Irradiated BLOOM KO mice produced a wide range of tumours (lymphoma, leukaemia, sarcoma, and carcinoma). A pilot study has been done on primary cultures derivated from T lymphoma in order to identify genomic regions or genes that are frequently rearranged. We analysed these samples for common copy number rearrangement and translocation using respectively array CGH and multicolour FISH (in collaboration with Nigel Carter). We found that a subregion on the distal part of chromosome 12 around 108Mb which was often involved in translocation breakpoints and/or copy number alteration ( ie deletion and/or amplifications) in 40% of the samples. We think a gene in particular could be the target of all these localized rearrangements, the tumour suppressor gene Bcl11. We need genome wide parallel pair-ended sequencing to map more precisely some of the complex breakpoints we have identified and see whether any fusion protein results from these events.
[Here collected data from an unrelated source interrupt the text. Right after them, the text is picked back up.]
//! Array transcoder.
//!
//! Opens a remote chunked-array dataset, keeps the latest time step and a
//! shallow depth band, block-averages the horizontal grid, reduces
//! precision, and writes a small Zarr v2 store with consolidated metadata
//! that a browser can fetch chunk by chunk.
//!
//! ```text
//! ArrayProvider::open_dataset ──► OpenedDataset (depth band applied)
//!        │
//!        ├─► select_latest_time ──► coarsen(f) ──► downcast(f32)
//!        │
//!        ├─► DestinationLock + wipe
//!        │
//!        └─► rechunk (reads) ──► encode ──► write ──► verify ──► LocalStore
//! ```
//!
//! Everything before `rechunk` is lazy: data variables are source handles
//! with pending selections, so only the region that survives selection is
//! ever read.

pub mod cf;
pub mod coarsen;
pub mod config;
pub mod error;
pub mod lazy;
pub mod lock;
pub mod metadata;
pub mod source;
pub mod stages;
pub mod transcoder;
pub mod verify;
pub mod writer;

pub use config::{ChunkSizes, Compression, DepthRange, Precision, TranscodeSpec, DEFAULT_DATASET_ID};
pub use error::{Result, TranscodeError};
pub use lazy::{ArraySource, InMemorySource, LazyArray, MaterializedArray};
pub use lock::DestinationLock;
pub use source::{ArrayProvider, FilesystemArrayProvider, HttpArrayProvider, OpenRequest};
pub use stages::{Coordinate, Dataset, OpenedDataset};
pub use transcoder::{TranscodeReport, Transcoder};
pub use verify::LocalStore;
pub use writer::{ChunkCodec, StoreReader, StoreWriter, ZarrV2Store};
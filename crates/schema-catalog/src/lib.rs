//! Schema catalog builder.
//!
//! For each configured target dataset this crate queries a remote metadata
//! provider, selects the preferred delivery variant ("service"), and emits a
//! normalized descriptor: identifier, label, store URL, variables and the
//! dimension schema of the grid.
//!
//! ```text
//! TargetSpec ──► MetadataProvider::describe(dataset_id)
//!                      │
//!                      ├─► SelectionPolicy (product → dataset → version → part)
//!                      │
//!                      ├─► service by name, must be "zarr"
//!                      │
//!                      └─► CatalogEntry { variables, dimensions }
//! ```
//!
//! Lookup misses yield `None` and provider faults are logged per target, so a
//! catalog build always completes.

pub mod builder;
pub mod catalog;
pub mod describe;
pub mod error;
pub mod provider;
pub mod selection;
pub mod target;

pub use builder::{CatalogBuilder, ResolvedService};
pub use catalog::{Catalog, CatalogEntry};
pub use describe::{
    DescribeResponse, ProviderCoordinate, ProviderDataset, ProviderPart, ProviderProduct,
    ProviderService, ProviderVariable, ProviderVersion,
};
pub use error::{CatalogError, Result};
pub use provider::{DescribeDocumentProvider, DocumentSource, MetadataProvider};
pub use selection::{Selection, SelectionPolicy};
pub use target::TargetSpec;

/// Storage format tag of the chunked-array delivery variants this crate accepts.
pub const ZARR_FORMAT: &str = "zarr";
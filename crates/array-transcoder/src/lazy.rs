//! Lazy arrays: a source handle plus pending selection and reductions.
//!
//! Nothing is read until [`LazyArray::materialize`] is called. Selections
//! narrow the region that will be read; coarsening and precision changes
//! are applied to the values after the read.

use std::fmt;
use std::ops::Range;
use std::sync::Arc;

use serde_json::{Map, Value};

use crate::coarsen::{block_mean, coarsened_len};
use crate::config::Precision;
use crate::error::{Result, TranscodeError};

/// Random access to the decoded values of one array.
pub trait ArraySource: Send + Sync {
    /// Full extent of the array.
    fn shape(&self) -> &[u64];

    /// Read a hyper-rectangle as decoded `f64` values in C order.
    fn read_region(&self, start: &[u64], shape: &[u64]) -> Result<Vec<f64>>;
}

/// Array held entirely in memory.
#[derive(Debug, Clone)]
pub struct InMemorySource {
    shape: Vec<u64>,
    values: Vec<f64>,
}

impl InMemorySource {
    pub fn new(shape: Vec<u64>, values: Vec<f64>) -> Result<Self> {
        let expected: u64 = shape.iter().product();
        if values.len() as u64 != expected {
            return Err(TranscodeError::zarr(format!(
                "{} values for shape {:?}",
                values.len(),
                shape
            )));
        }
        Ok(Self { shape, values })
    }

    /// One-dimensional array.
    pub fn vector(values: Vec<f64>) -> Self {
        Self {
            shape: vec![values.len() as u64],
            values,
        }
    }
}

impl ArraySource for InMemorySource {
    fn shape(&self) -> &[u64] {
        &self.shape
    }

    fn read_region(&self, start: &[u64], shape: &[u64]) -> Result<Vec<f64>> {
        let ndim = self.shape.len();
        if start.len() != ndim || shape.len() != ndim {
            return Err(TranscodeError::zarr("region rank does not match array rank"));
        }
        for axis in 0..ndim {
            if start[axis] + shape[axis] > self.shape[axis] {
                return Err(TranscodeError::zarr(format!(
                    "region {:?}+{:?} outside array {:?}",
                    start, shape, self.shape
                )));
            }
        }

        let len: u64 = shape.iter().product();
        let mut out = Vec::with_capacity(len as usize);
        if len == 0 {
            return Ok(out);
        }

        let mut index = vec![0u64; ndim];
        for _ in 0..len {
            let mut flat = 0u64;
            for axis in 0..ndim {
                flat = flat * self.shape[axis] + start[axis] + index[axis];
            }
            out.push(self.values[flat as usize]);

            for axis in (0..ndim).rev() {
                index[axis] += 1;
                if index[axis] < shape[axis] {
                    break;
                }
                index[axis] = 0;
            }
        }
        Ok(out)
    }
}

/// A named array whose reads and reductions are deferred.
#[derive(Clone)]
pub struct LazyArray {
    name: String,
    dims: Vec<String>,
    source: Arc<dyn ArraySource>,
    selection: Vec<Range<u64>>,
    factors: Vec<usize>,
    precision: Precision,
    attributes: Map<String, Value>,
}

impl fmt::Debug for LazyArray {
    fn fmt(&self, f: &mut fmt::Formatter<'_>) -> fmt::Result {
        f.debug_struct("LazyArray")
            .field("name", &self.name)
            .field("dims", &self.dims)
            .field("selection", &self.selection)
            .field("factors", &self.factors)
            .field("precision", &self.precision)
            .finish()
    }
}

/// Values of a lazy array after all pending work has been applied.
#[derive(Debug, Clone, PartialEq)]
pub struct MaterializedArray {
    pub name: String,
    pub dims: Vec<String>,
    pub shape: Vec<u64>,
    pub values: Vec<f64>,
    pub precision: Precision,
    pub attributes: Map<String, Value>,
}

impl LazyArray {
    /// Wrap a source, selecting all of it at full precision.
    pub fn new(
        name: impl Into<String>,
        dims: Vec<String>,
        source: Arc<dyn ArraySource>,
        attributes: Map<String, Value>,
    ) -> Result<Self> {
        let name = name.into();
        if dims.len() != source.shape().len() {
            return Err(TranscodeError::zarr(format!(
                "'{}' has {} dimension names for {} axes",
                name,
                dims.len(),
                source.shape().len()
            )));
        }

        let selection = source.shape().iter().map(|&n| 0..n).collect();
        let factors = vec![1; dims.len()];
        Ok(Self {
            name,
            dims,
            source,
            selection,
            factors,
            precision: Precision::Float64,
            attributes,
        })
    }

    pub fn name(&self) -> &str {
        &self.name
    }

    pub fn dims(&self) -> &[String] {
        &self.dims
    }

    pub fn attributes(&self) -> &Map<String, Value> {
        &self.attributes
    }

    pub fn precision(&self) -> Precision {
        self.precision
    }

    pub fn has_dim(&self, dim: &str) -> bool {
        self.axis_of(dim).is_some()
    }

    fn axis_of(&self, dim: &str) -> Option<usize> {
        self.dims.iter().position(|d| d == dim)
    }

    /// Extent after all pending selections and reductions.
    pub fn shape(&self) -> Vec<u64> {
        self.selection
            .iter()
            .zip(&self.factors)
            .map(|(range, &f)| coarsened_len((range.end - range.start) as usize, f) as u64)
            .collect()
    }

    /// Rename a dimension.
    pub fn rename_dim(mut self, from: &str, to: &str) -> Self {
        for dim in self.dims.iter_mut().filter(|d| *d == from) {
            *dim = to.to_string();
        }
        self
    }

    /// Restrict a dimension to `range`, relative to the current selection.
    ///
    /// Must happen before the dimension is coarsened.
    pub fn select(mut self, dim: &str, range: Range<u64>) -> Result<Self> {
        let axis = self
            .axis_of(dim)
            .ok_or_else(|| TranscodeError::zarr(format!("'{}' has no dimension '{}'", self.name, dim)))?;

        if self.factors[axis] != 1 {
            return Err(TranscodeError::zarr(format!(
                "cannot select on coarsened dimension '{}' of '{}'",
                dim, self.name
            )));
        }

        let current = self.selection[axis].clone();
        let len = current.end - current.start;
        if range.start >= range.end || range.end > len {
            return Err(TranscodeError::empty_selection(format!(
                "{:?} on '{}' of '{}' (length {})",
                range, dim, self.name, len
            )));
        }

        self.selection[axis] = current.start + range.start..current.start + range.end;
        Ok(self)
    }

    /// Average blocks of `factor` samples along a dimension.
    ///
    /// The trailing remainder is dropped from the selection, so the source
    /// is never read past the last full block.
    pub fn coarsen(mut self, dim: &str, factor: usize) -> Result<Self> {
        let axis = self
            .axis_of(dim)
            .ok_or_else(|| TranscodeError::zarr(format!("'{}' has no dimension '{}'", self.name, dim)))?;

        if self.factors[axis] != 1 {
            return Err(TranscodeError::zarr(format!(
                "dimension '{}' of '{}' is already coarsened",
                dim, self.name
            )));
        }

        let factor = factor.max(1);
        let current = self.selection[axis].clone();
        let len = (current.end - current.start) as usize;
        let kept = coarsened_len(len, factor);
        if kept == 0 {
            return Err(TranscodeError::empty_selection(format!(
                "coarsening '{}' of '{}' by {} leaves no samples (length {})",
                dim, self.name, factor, len
            )));
        }

        self.selection[axis] = current.start..current.start + (kept * factor) as u64;
        self.factors[axis] = factor;
        Ok(self)
    }

    /// Round values to `precision` on materialization.
    pub fn cast(mut self, precision: Precision) -> Self {
        self.precision = precision;
        self
    }

    /// Read the selected region and apply pending reductions.
    ///
    /// Averaging is done in `f64`; rounding to the target precision comes last.
    pub fn materialize(&self) -> Result<MaterializedArray> {
        let start: Vec<u64> = self.selection.iter().map(|r| r.start).collect();
        let extent: Vec<u64> = self.selection.iter().map(|r| r.end - r.start).collect();
        let raw = self.source.read_region(&start, &extent)?;

        let extent_usize: Vec<usize> = extent.iter().map(|&n| n as usize).collect();
        let (mut values, shape) = block_mean(&raw, &extent_usize, &self.factors);

        if self.precision != Precision::Float64 {
            for value in values.iter_mut() {
                *value = self.precision.round(*value);
            }
        }

        Ok(MaterializedArray {
            name: self.name.clone(),
            dims: self.dims.clone(),
            shape: shape.into_iter().map(|n| n as u64).collect(),
            values,
            precision: self.precision,
            attributes: self.attributes.clone(),
        })
    }
}
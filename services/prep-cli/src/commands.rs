//! What the binaries run, kept in the library so it can be tested.

use std::sync::Arc;

use anyhow::{Context, Result};
use array_transcoder::{ArrayProvider, FilesystemArrayProvider, HttpArrayProvider, TranscodeReport, Transcoder};
use schema_catalog::{Catalog, CatalogBuilder, DescribeDocumentProvider, DocumentSource};
use tracing::info;

use crate::config_loader::{CatalogConfig, SourceConfig, TranscodeConfig};

fn describe_builder(location: &str) -> CatalogBuilder {
    let provider = DescribeDocumentProvider::new(DocumentSource::parse(location));
    CatalogBuilder::new(Arc::new(provider))
}

/// Build the catalog for every configured target and write it.
pub async fn build_catalog(config: &CatalogConfig) -> Result<Catalog> {
    info!(
        source = %config.describe_source,
        targets = config.targets.len(),
        "Building catalog"
    );

    let catalog = describe_builder(&config.describe_source)
        .build_catalog(&config.targets)
        .await;

    catalog
        .write_to(&config.output)
        .with_context(|| format!("Failed to write catalog to {:?}", config.output))?;

    info!(
        output = %config.output.display(),
        datasets = catalog.datasets.len(),
        generated = %catalog.generated.to_rfc3339(),
        "Catalog written"
    );
    Ok(catalog)
}

/// Turn a source configuration into an array provider.
///
/// A describe document is resolved to the store URL of the configured
/// service, with the same selection rules the catalog uses.
pub async fn array_provider(source: &SourceConfig, dataset_id: &str) -> Result<Arc<dyn ArrayProvider>> {
    if let Some(path) = &source.local_path {
        return Ok(Arc::new(FilesystemArrayProvider::new(path)));
    }

    if let Some(url) = &source.store_url {
        return Ok(Arc::new(HttpArrayProvider::new(url.clone())));
    }

    let location = source
        .describe_source
        .as_deref()
        .context("No transcode source configured")?;

    let resolved = describe_builder(location)
        .resolve_service(dataset_id, source.service_name())
        .await
        .with_context(|| format!("Failed to describe {}", dataset_id))?
        .with_context(|| {
            format!(
                "No zarr service {:?} found for {}",
                source.service_name(),
                dataset_id
            )
        })?;

    info!(
        dataset_id = %dataset_id,
        service = %resolved.service.service_name,
        url = %resolved.service.uri,
        "Resolved store URL"
    );
    Ok(Arc::new(HttpArrayProvider::new(resolved.service.uri)))
}

/// Run one transcode.
pub async fn transcode(config: &TranscodeConfig) -> Result<TranscodeReport> {
    let provider = array_provider(&config.source, &config.transcode.dataset_id).await?;
    let report = Transcoder::new(provider)
        .run(&config.transcode)
        .await
        .with_context(|| format!("Transcode of {} failed", config.transcode.dataset_id))?;
    Ok(report)
}
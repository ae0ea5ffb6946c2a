//! Local store writing and reading.

mod codec;
mod zarr_v2;

pub use codec::ChunkCodec;
pub use zarr_v2::ZarrV2Store;

use std::collections::BTreeMap;
use std::path::PathBuf;

use ocean_common::AxisRole;
use serde::Serialize;
use serde_json::{json, Map, Value};

use crate::cf::ARRAY_DIMENSIONS;
use crate::config::Precision;
use crate::error::Result;
use crate::lazy::MaterializedArray;
use crate::metadata::ZarrayV2;

/// Role of an array within the output group.
#[derive(Debug, Clone, Copy, PartialEq, Eq)]
pub enum ArrayKind {
    Coordinate(AxisRole),
    Variable,
}

/// A materialized array with its chunk layout and compressor attached.
#[derive(Debug, Clone)]
pub struct EncodedArray {
    pub array: MaterializedArray,
    pub chunks: Vec<u64>,
    pub codec: ChunkCodec,
    pub kind: ArrayKind,
}

impl EncodedArray {
    pub fn name(&self) -> &str {
        &self.array.name
    }

    /// The `.zarray` document for this array.
    pub fn zarray(&self) -> ZarrayV2 {
        ZarrayV2 {
            shape: self.array.shape.clone(),
            chunks: self.chunks.clone(),
            dtype: self.array.precision.zarr_dtype().to_string(),
            fill_value: json!("NaN"),
            compressor: match self.codec.compressor_json() {
                Value::Null => None,
                compressor => Some(compressor),
            },
            filters: None,
            order: "C".to_string(),
            zarr_format: 2,
            dimension_separator: Some(".".to_string()),
        }
    }

    /// The `.zattrs` document: descriptive attributes plus dimension names.
    pub fn zattrs(&self) -> Map<String, Value> {
        let mut attrs = self.array.attributes.clone();
        attrs.insert(ARRAY_DIMENSIONS.to_string(), json!(self.array.dims));
        attrs
    }

    /// Number of chunks along each axis.
    pub fn chunk_grid(&self) -> Vec<u64> {
        self.array
            .shape
            .iter()
            .zip(&self.chunks)
            .map(|(&n, &c)| n.div_ceil(c.max(1)))
            .collect()
    }

    /// Uncompressed bytes of one chunk: full chunk shape, little-endian,
    /// C order, cells past the array edge filled with NaN.
    pub fn chunk_bytes(&self, chunk_index: &[u64]) -> Vec<u8> {
        let ndim = self.chunks.len();
        let chunk_len: u64 = self.chunks.iter().product();
        let element_size = self.array.precision.element_size();
        let mut out = Vec::with_capacity(chunk_len as usize * element_size);
        let mut local = vec![0u64; ndim];

        for _ in 0..chunk_len {
            let mut flat = 0u64;
            let mut inside = true;
            for axis in 0..ndim {
                let global = chunk_index[axis] * self.chunks[axis] + local[axis];
                if global >= self.array.shape[axis] {
                    inside = false;
                    break;
                }
                flat = flat * self.array.shape[axis] + global;
            }

            let value = if inside {
                self.array.values[flat as usize]
            } else {
                f64::NAN
            };
            match self.array.precision {
                Precision::Float32 => out.extend_from_slice(&(value as f32).to_le_bytes()),
                Precision::Float64 => out.extend_from_slice(&value.to_le_bytes()),
            }

            for axis in (0..ndim).rev() {
                local[axis] += 1;
                if local[axis] < self.chunks[axis] {
                    break;
                }
                local[axis] = 0;
            }
        }
        out
    }
}

/// One array as found in a written store.
#[derive(Debug, Clone, PartialEq, Eq, Serialize)]
pub struct StoredArray {
    pub shape: Vec<u64>,
    pub chunks: Vec<u64>,
    pub dims: Vec<String>,
    pub dtype: String,
}

/// What a reader finds in a store.
#[derive(Debug, Clone, PartialEq, Serialize)]
pub struct StoreSnapshot {
    pub path: PathBuf,
    /// Sum of the sizes of every file under the store root.
    pub total_bytes: u64,
    pub arrays: BTreeMap<String, StoredArray>,
}

/// Destination of encoded arrays.
pub trait StoreWriter {
    /// Remove any previous store and leave an empty root.
    fn reset(&self) -> Result<()>;

    /// Write all arrays, group attributes and consolidated metadata.
    /// Returns the number of bytes written.
    fn write(&self, arrays: &[EncodedArray], attributes: &Map<String, Value>) -> Result<u64>;
}

/// Read-only access to a written store.
pub trait StoreReader {
    fn open(&self) -> Result<StoreSnapshot>;
}
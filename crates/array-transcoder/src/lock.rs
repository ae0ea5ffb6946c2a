//! Exclusive claim on a destination directory.
//!
//! A lock file `<destination>.lock` is created with `create_new`, so only
//! one run can hold it. The file is removed when the guard is dropped. A
//! run that crashes leaves the file behind; it must be removed by hand.

use std::fs::{self, OpenOptions};
use std::io::{ErrorKind, Write};
use std::path::{Path, PathBuf};

use chrono::{DateTime, Utc};
use serde::{Deserialize, Serialize};
use tracing::{debug, warn};

use crate::error::{Result, TranscodeError};

/// Lock file contents.
#[derive(Debug, Clone, Serialize, Deserialize)]
pub struct LockInfo {
    pub pid: u32,
    pub acquired_at: DateTime<Utc>,
}

/// Guard holding a destination lock.
#[derive(Debug)]
pub struct DestinationLock {
    path: PathBuf,
}

impl DestinationLock {
    /// Path of the lock file guarding `destination`.
    pub fn lock_path(destination: &Path) -> PathBuf {
        let mut name = destination
            .file_name()
            .map(|n| n.to_os_string())
            .unwrap_or_default();
        name.push(".lock");
        destination.with_file_name(name)
    }

    /// Claim `destination`, failing if another run holds it.
    pub fn acquire(destination: &Path) -> Result<Self> {
        let path = Self::lock_path(destination);
        if let Some(parent) = path.parent() {
            if !parent.as_os_str().is_empty() {
                fs::create_dir_all(parent)?;
            }
        }

        let mut file = match OpenOptions::new().write(true).create_new(true).open(&path) {
            Ok(file) => file,
            Err(e) if e.kind() == ErrorKind::AlreadyExists => {
                return Err(TranscodeError::DestinationLocked(destination.to_path_buf()));
            }
            Err(e) => return Err(e.into()),
        };

        let info = LockInfo {
            pid: std::process::id(),
            acquired_at: Utc::now(),
        };
        file.write_all(serde_json::to_string(&info)?.as_bytes())?;
        debug!(lock = %path.display(), "Acquired destination lock");

        Ok(Self { path })
    }

    pub fn path(&self) -> &Path {
        &self.path
    }
}

impl Drop for DestinationLock {
    fn drop(&mut self) {
        if let Err(e) = fs::remove_file(&self.path) {
            warn!(lock = %self.path.display(), error = %e, "Failed to remove destination lock");
        }
    }
}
经辐照的BLOOM基因敲除（knockout, KO）小鼠可产生多种类型肿瘤，包括淋巴瘤、白血病、肉瘤与癌。为鉴定频繁发生重排的基因组区域或基因，我们针对T淋巴瘤来源的原代培养物开展了一项预实验研究。我们分别借助阵列比较基因组杂交（array Comparative Genomic Hybridization, array CGH）与多色荧光原位杂交（multicolour FISH），对样本的常见拷贝数重排与易位进行了分析（与奈杰尔·卡特（Nigel Carter）合作完成）。研究发现，12号染色体远端约108 Mb的一个亚区域，在40%的样本中频繁作为易位断裂点及/或发生拷贝数改变（即缺失及/或扩增）。我们推测，其中存在一个可作为所有这些局灶性重排靶点的特定基因，即抑癌基因Bcl11。我们需要开展全基因组双端平行测序，以更精准地定位已鉴定出的部分复杂断裂点，并探究此类事件是否会产生融合蛋白。